+++ Five Interesting Data Engineering Projects +++ A new model and dataset for long-range memory +++ Building a Backtesting Service to Measure Model Performance at Uber-scale +++
Breakthrough — Or So They Say
Tools and Frameworks
Five Interesting Data Engineering Projects. A nice post on Medium that highlights five projects every data engineer should know about: (1) dbt, a development environment that leverages SQL and YAML to create data transformations that are modular, documented, version controlled. (2) Prefect is an up-and-coming challenger to AirFlow that arguably has a cleaner and more intuitive API. (3) Dask is flexible library for parallel computing in Python, providing advanced parallelism for analytics, enabling performance at scale for tools such as Numpy, Pandas, and Scikit-Learn. (4) DVC provides version control for ML models and data sets, where all workflow versions are tracked, along with all the data artifacts and models, as well as associated metrics. (5) Great Expectations is a really nice Python library that allows you to declare rules to which you expect certain datasets to confirm, and validate those as you encounter (produce or consume) those datasets.

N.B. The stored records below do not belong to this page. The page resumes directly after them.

//! Error type for draft operations.

/// Errors produced by the draft store.
#[derive(Debug, thiserror::Error)]
pub enum DraftError {
    /// No draft exists for the given owner/draft id (or it expired).
    #[error("draft not found: {0}")]
    NotFound(String),

    /// Catch-all for unexpected internal errors.
    #[error(transparent)]
    Internal(#[from] anyhow::Error),
}

impl From<DraftError> for claire_core::ClaireError {
    fn from(err: DraftError) -> Self {
        match err {
            DraftError::NotFound(id) => Self::NotFound(id),
            DraftError::Internal(e) => Self::Internal(e),
        }
    }
}

impl From<claire_storage::StorageError> for DraftError {
    fn from(err: claire_storage::StorageError) -> Self {
        match err {
            claire_storage::StorageError::NotFound(bucket, key) => {
                Self::NotFound(format!("{bucket}/{key}"))
            }
            other => Self::Internal(anyhow::anyhow!(other)),
        }
    }
}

Business News and Applications
Publications
A new model and dataset for long-range memory. In their latest blog post, DeepMind introduces a new long-range memory model, the Compressive Transformer (arXiv:1911.05507), alongside a new benchmark for book-level language modelling, PG19. The post features a brief history of memory in deep learning, remarks on modelling natural language, relevant benchmark datasets, and finally introduces the Compressive Transformer.
Tutorials
Building a Backtesting Service to Measure Model Performance at Uber-scale. Uber has developed their own backtesting service for measuring forecast model error rates. This service benefits them two-fold: it builds trust with internal business users and empowers data scientists to make targeted improvements to forecast predictions. The service supports all Python-based time-series forecasting models, including multivariate models. The backtesting service runs in a distributed system, allowing multiple models (>10), many backtesting windows (>20), and models for different cities (>200) to run simultaneously. For the purposes of their backtesting service, Uber engineers chose to leverage two primary backtesting data split mechanisms, backtesting with an expanding window and backtesting with a sliding window — see also their earlier post on Omphalos, a system that is now superseded by the new service. Their blog post gives some insight into the architecture and a typical backtesting workflow at Uber.